- [Exercise instructions]
Which of the lines in the records below hold the string "think"? Copy every one of them.

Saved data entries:
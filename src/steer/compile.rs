// SPDX-License-Identifier: MIT OR Apache-2.0

//! Compile addition sets into hook functions.
//!
//! Every addition contributes `coeff * activations` to its site, aligned at
//! sequence position 0 of the activation flowing through the hook. Content
//! shorter than the activation touches only the leading positions; longer
//! content is cut to the activation's length. Additions sharing a site are
//! summed positionwise.

use std::sync::Arc;

use candle_core::Tensor;
use tracing::debug;

use crate::backend::SteerableModel;
use crate::error::{Result, SteerError};
use crate::hooks::{HookFn, HookMap, HookPoint};
use crate::steer::addition::ActivationAddition;

/// Scaled activations of each addition, grouped by site in order of first
/// appearance.
///
/// # Shapes
/// - each tensor: `[1, seq_i, d_model]`
///
/// # Errors
///
/// Propagates errors from [`ActivationAddition::activations`].
pub fn activation_dict(
    model: &dyn SteerableModel,
    additions: &[ActivationAddition],
) -> Result<Vec<(HookPoint, Vec<Tensor>)>> {
    let mut dict: Vec<(HookPoint, Vec<Tensor>)> = Vec::new();
    for addition in additions {
        let acts = addition.activations(model)?;
        if let Some((_, list)) = dict.iter_mut().find(|(site, _)| site == addition.site()) {
            list.push(acts);
        } else {
            dict.push((addition.site().clone(), vec![acts]));
        }
    }
    Ok(dict)
}

/// Compile an addition set into a [`HookMap`] with one function per site.
///
/// Phrase activations are computed here, on `model` as it is now, so
/// compile sets before opening any session that changes the model's hooks.
///
/// # Errors
///
/// Propagates errors from [`activation_dict`].
pub fn hook_fns_from_additions(
    model: &dyn SteerableModel,
    additions: &[ActivationAddition],
) -> Result<HookMap> {
    let mut hooks = HookMap::new();
    for (site, deltas) in activation_dict(model, additions)? {
        debug!(site = %site, additions = deltas.len(), "compiled hook");
        hooks.insert(site, hook_fn_from_deltas(deltas));
    }
    Ok(hooks)
}

/// Hook adding one fixed tensor at position 0 onwards.
///
/// # Shapes
/// - `activations`: `[1, seq, d_model]` or `[seq, d_model]`
///
/// # Errors
///
/// Returns [`SteerError::Hook`] for any other rank or a batch size
/// other than 1.
pub fn hook_fn_from_activations(activations: Tensor) -> Result<HookFn> {
    let delta = match activations.rank() {
        3 => activations,
        2 => activations.unsqueeze(0)?,
        rank => {
            return Err(SteerError::Hook(format!(
                "hook activations must be [1, seq, d_model] or [seq, d_model], got rank {rank}"
            )))
        }
    };
    let batch = delta.dim(0)?;
    if batch != 1 {
        return Err(SteerError::Hook(format!(
            "hook activations must have batch size 1, got {batch}"
        )));
    }
    Ok(hook_fn_from_deltas(vec![delta]))
}

/// The hook for one site: add each delta, position-aligned.
fn hook_fn_from_deltas(deltas: Vec<Tensor>) -> HookFn {
    Arc::new(move |resid: &Tensor| {
        deltas
            .iter()
            .try_fold(resid.clone(), |acc, delta| add_aligned(&acc, delta))
    })
}

/// `resid + delta` over the leading `min(seq, delta_seq)` positions.
///
/// # Shapes
/// - `resid`: `[batch, seq, d_model]`
/// - `delta`: `[1, delta_seq, d_model]`
/// - returns: `[batch, seq, d_model]`
pub(crate) fn add_aligned(resid: &Tensor, delta: &Tensor) -> Result<Tensor> {
    let (_, seq, d_model) = resid.dims3()?;
    let (_, delta_seq, delta_d) = delta.dims3()?;
    if delta_d != d_model {
        return Err(SteerError::Hook(format!(
            "steering content has width {delta_d} but the activation has width {d_model}"
        )));
    }

    let overlap = seq.min(delta_seq);
    if overlap == 0 {
        return Ok(resid.clone());
    }
    let delta = delta
        .narrow(1, 0, overlap)?
        .pad_with_zeros(1, 0, seq - overlap)?
        .to_dtype(resid.dtype())?
        .to_device(resid.device())?;
    Ok(resid.broadcast_add(&delta)?)
}

// ---------------------------------------------------------------------------
// Tests
// ---------------------------------------------------------------------------

#[cfg(test)]
#[allow(clippy::unwrap_used, clippy::expect_used, clippy::float_cmp, clippy::indexing_slicing)]
mod tests {
    use candle_core::{DType, Device};

    use super::*;
    use crate::config::TinyModelConfig;
    use crate::tiny::TinyResidualModel;
    use crate::tokenizer::WordTokenizer;

    fn model() -> TinyResidualModel {
        let tok = WordTokenizer::from_corpus(["Love Hate I think you are nice"]);
        TinyResidualModel::new(TinyModelConfig::default(), tok.into(), &Device::Cpu).unwrap()
    }

    fn rows(t: &Tensor) -> Vec<Vec<f32>> {
        t.squeeze(0).unwrap().to_vec2().unwrap()
    }

    fn filled(seq: usize, d: usize, value: f32) -> Tensor {
        Tensor::full(value, (1, seq, d), &Device::Cpu).unwrap()
    }

    #[test]
    fn shorter_content_modifies_only_leading_positions() {
        let hook = hook_fn_from_activations(filled(2, 3, 1.0)).unwrap();
        let out = hook(&Tensor::zeros((1, 4, 3), DType::F32, &Device::Cpu).unwrap()).unwrap();
        assert_eq!(
            rows(&out),
            vec![vec![1.0; 3], vec![1.0; 3], vec![0.0; 3], vec![0.0; 3]]
        );
    }

    #[test]
    fn longer_content_is_truncated() {
        let hook = hook_fn_from_activations(filled(5, 3, 2.0)).unwrap();
        let out = hook(&Tensor::zeros((1, 2, 3), DType::F32, &Device::Cpu).unwrap()).unwrap();
        assert_eq!(rows(&out), vec![vec![2.0; 3], vec![2.0; 3]]);
    }

    #[test]
    fn batch_rows_all_receive_the_delta() {
        let hook = hook_fn_from_activations(filled(1, 2, 1.0)).unwrap();
        let out = hook(&Tensor::zeros((3, 2, 2), DType::F32, &Device::Cpu).unwrap()).unwrap();
        let values: Vec<Vec<Vec<f32>>> = out.to_vec3().unwrap();
        for batch in values {
            assert_eq!(batch, vec![vec![1.0, 1.0], vec![0.0, 0.0]]);
        }
    }

    #[test]
    fn batched_activations_are_rejected() {
        let batched = Tensor::ones((2, 3, 4), DType::F32, &Device::Cpu).unwrap();
        assert!(matches!(
            hook_fn_from_activations(batched),
            Err(SteerError::Hook(_))
        ));
        let rank1 = Tensor::ones(4, DType::F32, &Device::Cpu).unwrap();
        assert!(matches!(
            hook_fn_from_activations(rank1),
            Err(SteerError::Hook(_))
        ));
    }

    #[test]
    fn width_mismatch_is_a_hook_error() {
        let hook = hook_fn_from_activations(filled(1, 4, 1.0)).unwrap();
        let err = hook(&Tensor::zeros((1, 2, 3), DType::F32, &Device::Cpu).unwrap());
        assert!(matches!(err, Err(SteerError::Hook(_))));
    }

    #[test]
    fn different_lengths_act_independently() {
        let m = model();
        let additions = vec![
            ActivationAddition::from_vector(filled(1, 32, 1.0), 1.0, 2_usize).unwrap(),
            ActivationAddition::from_vector(filled(3, 32, 1.0), 10.0, 2_usize).unwrap(),
        ];
        let hooks = hook_fns_from_additions(&m, &additions).unwrap();
        assert_eq!(hooks.len(), 1);

        let hook = hooks.get(&HookPoint::block(2)).unwrap();
        let out = rows(&hook(&Tensor::zeros((1, 4, 32), DType::F32, &Device::Cpu).unwrap()).unwrap());
        assert_eq!(out[0][0], 11.0);
        assert_eq!(out[2][0], 10.0);
        assert_eq!(out[3][0], 0.0);
    }

    #[test]
    fn same_site_additions_superpose() {
        let m = model();
        let love = ActivationAddition::from_phrase("Love", 3.0, 4_usize);
        let hate = ActivationAddition::from_phrase("I think you are", -2.0, 4_usize);
        let resid = m
            .activations_at(&m.to_tokens("you are nice").unwrap(), &HookPoint::block(4))
            .unwrap();

        let both = hook_fns_from_additions(&m, &[love.clone(), hate.clone()]).unwrap();
        let only_love = hook_fns_from_additions(&m, &[love]).unwrap();
        let only_hate = hook_fns_from_additions(&m, &[hate]).unwrap();
        let site = HookPoint::block(4);

        let combined = both.get(&site).unwrap()(&resid).unwrap();
        let love_delta = (only_love.get(&site).unwrap()(&resid).unwrap() - &resid).unwrap();
        let hate_delta = (only_hate.get(&site).unwrap()(&resid).unwrap() - &resid).unwrap();
        let expected = ((&resid + love_delta).unwrap() + hate_delta).unwrap();

        let diff: Vec<f32> = (combined - expected)
            .unwrap()
            .flatten_all()
            .unwrap()
            .to_vec1()
            .unwrap();
        assert!(diff.iter().all(|d| d.abs() < 1e-4));
    }

    #[test]
    fn different_sites_get_separate_hooks() {
        let m = model();
        let additions = vec![
            ActivationAddition::from_phrase("Love", 1.0, 1_usize),
            ActivationAddition::from_phrase("Hate", -1.0, 3_usize),
            ActivationAddition::from_phrase("I", 1.0, 1_usize),
        ];
        let dict = activation_dict(&m, &additions).unwrap();
        assert_eq!(dict.len(), 2);
        assert_eq!(dict[0].0, HookPoint::block(1));
        assert_eq!(dict[0].1.len(), 2);
        let sites: Vec<String> = hook_fns_from_additions(&m, &additions)
            .unwrap()
            .sites()
            .map(ToString::to_string)
            .collect();
        assert_eq!(sites, ["blocks.1.hook_resid_pre", "blocks.3.hook_resid_pre"]);
    }
}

- [Result of this exercise]
        let tok = WordTokenizer::from_corpus(["Love Hate I think you are nice"]);
        let hate = ActivationAddition::from_phrase("I think you are", -2.0, 4_usize);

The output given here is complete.